Mari
del sud
Alberto (Diego Abatantuono),
consulente finanziario di una società di telefonia mobile,
scopre alla vigilia della partenza per le vacanze, di essere
stato truffato dal suo consulente finanziario, che lo ha
lasciato in bancarotta. Per evitare brutte figure con vicini
e colleghi, in particolare Giacomo (Antonio Stornaiolo), che
è sempre in agguato per fargli le scarpe sul lavoro,
convince la moglie spagnola Sabina (Victoria Abril) e la
figlia adolescente Sandra (Giulia Steigerwalt) a
rinchiudersi in cantina per due settimane, cominciando una
gara di sopravvivenza nel tentativo di
procurarsi il cibo e di non essere scoperti...
Marcello Cesena, ex componente dei Broncoviz (era Michele
"l'intenditore"), dopo aver realizzato il film
"Peggio di così si muore" con i suoi allora
compagni, dopo aver diretto molti spot pubblicitari ed
alcuni film per la tv, scrive e dirige una pellicola che,
pur collegandosi direttamente alla migliore tradizione della
commedia all'italiana, quella dei Sordi e dei Tognazzi, riesce a sembrare fresca ed originale, facendo uso di una
regia che ha preso molto in prestito ai film di genere,
nonché di un sapiente uso delle nuove tecnologie di effetti
visivi.
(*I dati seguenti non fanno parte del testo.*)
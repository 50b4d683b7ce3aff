//! Collaborator interfaces consumed by the core: the record store and the
//! external cache tier. The core never owns query planning, transactions,
//! or eviction policy; it only routes through these traits and re-validates
//! what comes back.

use crate::{
    row::{RelationSlot, RowRef},
    value::Value,
};
use async_trait::async_trait;
use std::time::Duration;
use thiserror::Error as ThisError;

///
/// StoreError
///
/// Failures surfaced by a record store. `AwaitRequired` and
/// `LoadForbidden` are the two suspension kinds the association layer
/// distinguishes; everything else passes through wrapped.
///

#[derive(Debug, ThisError)]
pub enum StoreError {
    /// The operation needs the asynchronous path to complete.
    #[error("operation requires the async path: {context}")]
    AwaitRequired { context: String },

    /// The store's loading policy disallows implicit loading here.
    #[error("implicit load disallowed by store policy: {context}")]
    LoadForbidden { context: String },

    #[error("row not found: {key}")]
    NotFound { key: String },

    #[error("store backend failure: {message}")]
    Backend { message: String },
}

///
/// Query
///
/// Thin query shape handed to the store: a target plus conjunctive
/// field-equality filters. Planning and dialects are the store's concern.
///

#[derive(Clone, Debug)]
pub struct Query {
    target: String,
    filters: Vec<(String, Value)>,
    limit: Option<usize>,
}

impl Query {
    #[must_use]
    pub fn new(target: impl Into<String>) -> Self {
        Self {
            target: target.into(),
            filters: Vec::new(),
            limit: None,
        }
    }

    #[must_use]
    pub fn filter(mut self, field: impl Into<String>, value: Value) -> Self {
        self.filters.push((field.into(), value));
        self
    }

    #[must_use]
    pub const fn limit(mut self, limit: usize) -> Self {
        self.limit = Some(limit);
        self
    }

    #[must_use]
    pub fn target(&self) -> &str {
        &self.target
    }

    #[must_use]
    pub fn filters(&self) -> &[(String, Value)] {
        &self.filters
    }

    #[must_use]
    pub const fn limit_hint(&self) -> Option<usize> {
        self.limit
    }
}

///
/// RecordStore
///
/// Store surface consumed by the core. The async methods default to the
/// synchronous implementations: awaiting performs exactly the synchronous
/// work plus the host scheduler handoff. Async-only stores override the
/// async methods and fail the sync ones with `AwaitRequired`.
///

#[async_trait(?Send)]
pub trait RecordStore {
    /// Whether this store can persist rows for `target`.
    /// Checked at strategy registration time, never per instance.
    fn has_target(&self, target: &str) -> bool;

    /// Register a freshly created row for persistence on the next flush.
    fn add(&self, row: &RowRef) -> Result<(), StoreError>;

    fn get(&self, target: &str, key: &Value) -> Result<Option<RowRef>, StoreError>;

    fn execute(&self, query: &Query) -> Result<Vec<RowRef>, StoreError>;

    /// Resolve one deferred relation slot on `row`.
    fn fetch_relation(&self, row: &RowRef, field: &str) -> Result<RelationSlot, StoreError>;

    fn flush(&self) -> Result<(), StoreError>;

    fn commit(&self) -> Result<(), StoreError>;

    fn rollback(&self) -> Result<(), StoreError>;

    /// Reload `row`'s resident attributes from the backing store.
    fn refresh(&self, row: &RowRef) -> Result<(), StoreError>;

    /// Detach `row` from this store's tracking.
    fn expunge(&self, row: &RowRef) -> Result<(), StoreError>;

    /// Re-enable implicit lazy loading on a row whose relation slots were
    /// handed out under a no-load policy.
    fn enable_lazy_loads(&self, row: &RowRef) -> Result<(), StoreError>;

    async fn get_async(&self, target: &str, key: &Value) -> Result<Option<RowRef>, StoreError> {
        self.get(target, key)
    }

    async fn execute_async(&self, query: &Query) -> Result<Vec<RowRef>, StoreError> {
        self.execute(query)
    }

    async fn fetch_relation_async(
        &self,
        row: &RowRef,
        field: &str,
    ) -> Result<RelationSlot, StoreError> {
        self.fetch_relation(row, field)
    }
}

///
/// CacheError
///

#[derive(Debug, ThisError)]
pub enum CacheError {
    #[error("cache backend failure: {message}")]
    Backend { message: String },
}

///
/// CacheService
///
/// Key/value cache tier consumed by the cache-backed binding strategy.
/// Keys follow `"{prefix}:{model-name}:{identity}"`.
///

pub trait CacheService {
    fn get(&self, key: &str) -> Result<Option<Vec<u8>>, CacheError>;

    fn set(&self, key: &str, bytes: &[u8], ttl: Option<Duration>) -> Result<(), CacheError>;

    fn delete(&self, key: &str) -> Result<(), CacheError>;

    /// Delete every key matching `pattern` (trailing-`*` glob).
    fn delete_matching(&self, pattern: &str) -> Result<(), CacheError>;
}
Il tutto riuscendo a raggiungere spesso momenti di
puro divertimento (esilaranti per esempio gli inserti con
Barbara Bouchet e il suo corso per dimostratrici di prodotti
per la casa), talvolta con una cattiveria che sembrava
dimenticata dai nostri cineasti.
Certo lo spessore di molti personaggi, specie alcuni di
contorno, è prossimo a quello della carta velina, ci sono
momenti di volgarità gratuita e alcuni dialoghi sono fin
troppo banali, ma sono peccati che si riescono a perdonare.
Anche il livello della recitazione è discontinuo, con un
Abatantuono a volte troppo controllato, altre molto gigione,
arrivando in un breve momento a recuperare la sua parlata da
"terrunciello", come pure la Abril, quasi
insopportabile all'inizio della pellicola, che però
recupera ala grande con l'andare avanti del film. Nel
complesso un onestissimo esempio di divertente commedia.